Two conspirators are arrested and brought into separate interview rooms. They are both given the opportunity to turn state’s witness against the other. The one that takes the deal goes free, and the other gets ten years. If both confess, each gets six years. If they both refuse, they both get six months.

If I was in this situation, my answer would depend on the nature of the alliance I had developed with my partner in crime. In every relationship there are multiple opportunities in which we choose to either cooperate with the other or go our own way. Most of these occasions don’t have the consequence of being sentenced to prison for ten years, but you get the sense of a person’s loyalty if they pick up the check at the diner when you plan the crime, bring their own burglary tools, and take off in the getaway car before you get in. You also get an idea of the cost of betrayal when you scarf up the tip he left, bend his best lock pick, and arrive late because you couldn’t decide on a color for a ski mask.
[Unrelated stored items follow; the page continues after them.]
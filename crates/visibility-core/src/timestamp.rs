//! Timestamp Parsing
//!
//! `tracked_at` and `created_at` arrive in whatever form the backend's JSON
//! encoder produced: RFC 3339, the RFC 2822 HTTP-date form, or a bare date.

use chrono::{DateTime, NaiveDate, NaiveDateTime, Utc};

const NAIVE_FORMATS: &[&str] = &["%Y-%m-%dT%H:%M:%S%.f", "%Y-%m-%d %H:%M:%S%.f"];

/// Parse a backend timestamp. Naive forms are taken as UTC.
pub fn parse(raw: &str) -> Option<DateTime<Utc>> {
    let raw = raw.trim();
    if raw.is_empty() {
        return None;
    }
    if let Ok(dt) = DateTime::parse_from_rfc3339(raw) {
        return Some(dt.with_timezone(&Utc));
    }
    if let Ok(dt) = DateTime::parse_from_rfc2822(raw) {
        return Some(dt.with_timezone(&Utc));
    }
    for format in NAIVE_FORMATS {
        if let Ok(naive) = NaiveDateTime::parse_from_str(raw, format) {
            return Some(naive.and_utc());
        }
    }
    NaiveDate::parse_from_str(raw, "%Y-%m-%d")
        .ok()
        .and_then(|date| date.and_hms_opt(0, 0, 0))
        .map(|naive| naive.and_utc())
}

/// "Jan 2, 2024" style date for cards
pub fn format_date(raw: &str) -> Option<String> {
    parse(raw).map(|dt| dt.format("%b %-d, %Y").to_string())
}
Every one of these tests is a miniature prisoner’s dilemma and every one of these tests is found almost continuously in every kind of relationship. Temptations abound, no matter where you are, especially in love. Do you steal the blanket? Put the seat down for her? Do you give her the first piece of toast in the morning? Do the dishes? Get up to answer the phone even when you know it’s for her? When she tells you about that dress she’s going to buy do you really pay attention, or just nod and smile? When she’s not listening do you talk about her with respect? Do you flirt when she’s not looking? Are you adult enough to admit there’s adultery afoot?

We form alliances because we get a better reward when we both cooperate, but it’s inevitable that every alliance is going to be violated in some way. It is impossible to go along with every little thing your partner wants. How are these inevitable violations handled? When you tug the blanket, does she tug back? Does she go all ape shit when you pee on the seat? When you put the seat down for her, does she put it up for you? Does she put the flirting in perspective, forgive the adultery? If she does, does it make her a patsy? If she doesn’t, is she just being a bitch?
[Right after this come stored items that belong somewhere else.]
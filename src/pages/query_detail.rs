//! Query Detail Page (`/query/{id}`)
//!
//! The reconciled grid: one card per question, one column per model, one row
//! per keyword, each showing the latest tracking result.

use leptos::prelude::*;
use leptos::task::spawn_local;
use tracing::{debug, error, info};
use visibility_core::actions::{
    self, DetailData, LoadGeneration, DELETE_FAILED, LOAD_FAILED, TRACK_CONFIRM, TRACK_FAILED,
};
use visibility_core::api::TrackingApi;
use visibility_core::dashboard::plural;
use visibility_core::model::QueryId;
use visibility_core::{build_grid, question_count, Route};

use crate::commands::{alert, navigate};
use crate::components::{DeleteConfirmButton, QuestionCard, TrackButton};
use crate::context::use_app_context;

#[component]
pub fn QueryDetailPage(id: QueryId) -> impl IntoView {
    let ctx = use_app_context();
    let id = StoredValue::new(id);
    let (detail, set_detail) = signal::<Option<DetailData>>(None);
    let (load_error, set_load_error) = signal::<Option<String>>(None);
    let generation = StoredValue::new(LoadGeneration::new());

    Effect::new(move |_| {
        let _ = ctx.reload_trigger.get();
        let ticket = generation.with_value(LoadGeneration::begin);
        spawn_local(async move {
            let id = id.get_value();
            let loaded = actions::load_detail(&ctx.api(), &id).await;
            if !generation.with_value(|g| g.is_current(ticket)) {
                debug!(query = %id, "stale detail load dropped");
                return;
            }
            match loaded {
                Ok(data) => {
                    set_load_error.set(None);
                    set_detail.set(Some(data));
                }
                Err(e) => {
                    error!(query = %id, error = %e, "detail load failed");
                    set_load_error.set(Some(e.user_message(LOAD_FAILED)));
                }
            }
        });
    });
    on_cleanup(move || generation.with_value(LoadGeneration::cancel));

    let track = move || async move {
        let id = id.get_value();
        // A reload started before the click must not overwrite the tracked data
        generation.with_value(LoadGeneration::cancel);
        match actions::track_query(&ctx.api(), &id).await {
            Ok(tracked) => {
                let message = tracked.summary();
                let refreshed = tracked.refreshed.is_some();
                set_detail.update(|detail| *detail = tracked.apply_to(detail.take()));
                if !refreshed {
                    ctx.reload();
                }
                alert(&message);
            }
            Err(e) => {
                error!(query = %id, error = %e, "tracking failed");
                // The cancelled load may have been the first one
                ctx.reload();
                alert(&e.user_message(TRACK_FAILED));
            }
        }
    };

    let delete = move |_: ()| {
        spawn_local(async move {
            let id = id.get_value();
            match ctx.api().delete_query(&id).await {
                Ok(()) => {
                    info!(query = %id, "query deleted");
                    navigate(&Route::Queries);
                }
                Err(e) => {
                    error!(query = %id, error = %e, "delete failed");
                    alert(&e.user_message(DELETE_FAILED));
                }
            }
        });
    };

    let title = move || detail.with(|d| d.as_ref().map(|d| d.query.name.clone()).unwrap_or_default());
    let subtitle = move || {
        detail.with(|d| {
            d.as_ref()
                .map(|d| {
                    format!(
                        "{} · {}",
                        plural(question_count(&d.query.prompts), "question"),
                        plural(d.query.models.len(), "model")
                    )
                })
                .unwrap_or_default()
        })
    };
    // Recomputed from the current query and results on every change
    let grid = move || {
        detail.with(|d| {
            d.as_ref()
                .map(|d| build_grid(&d.query, &d.results, &d.names))
                .unwrap_or_default()
        })
    };

    view! {
        <div class="page query-detail">
            <div class="page-header">
                <div>
                    <a class="back-link" href=Route::Queries.href()>"← Back"</a>
                    <h1>{title}</h1>
                    <p class="subtitle">{subtitle}</p>
                </div>
                <div class="page-actions">
                    <button class="btn" on:click=move |_| ctx.reload()>"Refresh"</button>
                    <button class="btn" on:click=move |_| navigate(&Route::EditQuery(id.get_value()))>"Edit"</button>
                    <DeleteConfirmButton button_class="btn danger" on_confirm=delete />
                    <TrackButton label="Track" task=track confirm_message=TRACK_CONFIRM />
                </div>
            </div>

            {move || load_error.get().map(|message| view! { <div class="error-banner">{message}</div> })}

            <Show
                when=move || detail.with(Option::is_some)
                fallback=move || view! {
                    <Show when=move || load_error.with(Option::is_none)>
                        <p class="loading">"Loading..."</p>
                    </Show>
                }
            >
                <Show
                    when=move || detail.with(|d| d.as_ref().is_some_and(DetailData::has_questions))
                    fallback=|| view! { <p class="empty-state">"This query has no questions yet."</p> }
                >
                    {move || grid().into_iter().map(|row| view! { <QuestionCard row=row /> }).collect_view()}
                </Show>
            </Show>
        </div>
    }
}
Scientists have studied the prisoner’s dilemma by having players adopt certain strategies to see which win most often. Some will always cooperate, no matter how strong the temptation. Those players end up exploited. Their partners have no reason to play along since there is no penalty for failing. Others never work together with their partners, they give in to temptation every time. No one ends up trusting them. They say the winning strategy is called Tit-for-Tat: cooperate every time until your partner fails to, then punish him by withholding cooperation at the next opportunity. This will teach him a thing or two.

There’s one problem with that, though. We believe we are much better at detecting when we lose our partner’s engagement than we really are. The next time you are having a conversation with someone, watch her and you will see there are moments that she does not appear to pay attention, a minor violation in the alliance that could really piss you off. The thing is, she might actually be paying attention, or she might be the kind that can pay attention to two things at once. Ask her what you just said and you might be surprised that she can repeat it word for word.

There are times, though, that she can’t. You lost her; she tuned out, spaced out, went blank. It happens. If you taped it, hit the rewind, and play it back, you might discover something. You were boring. You went on and on and were inattentive to non-verbal cues that she wanted to participate in the conversation. Or you made your point in such a way that she couldn’t follow. Each of these errors is a violation of the alliance. You broke faith before she did.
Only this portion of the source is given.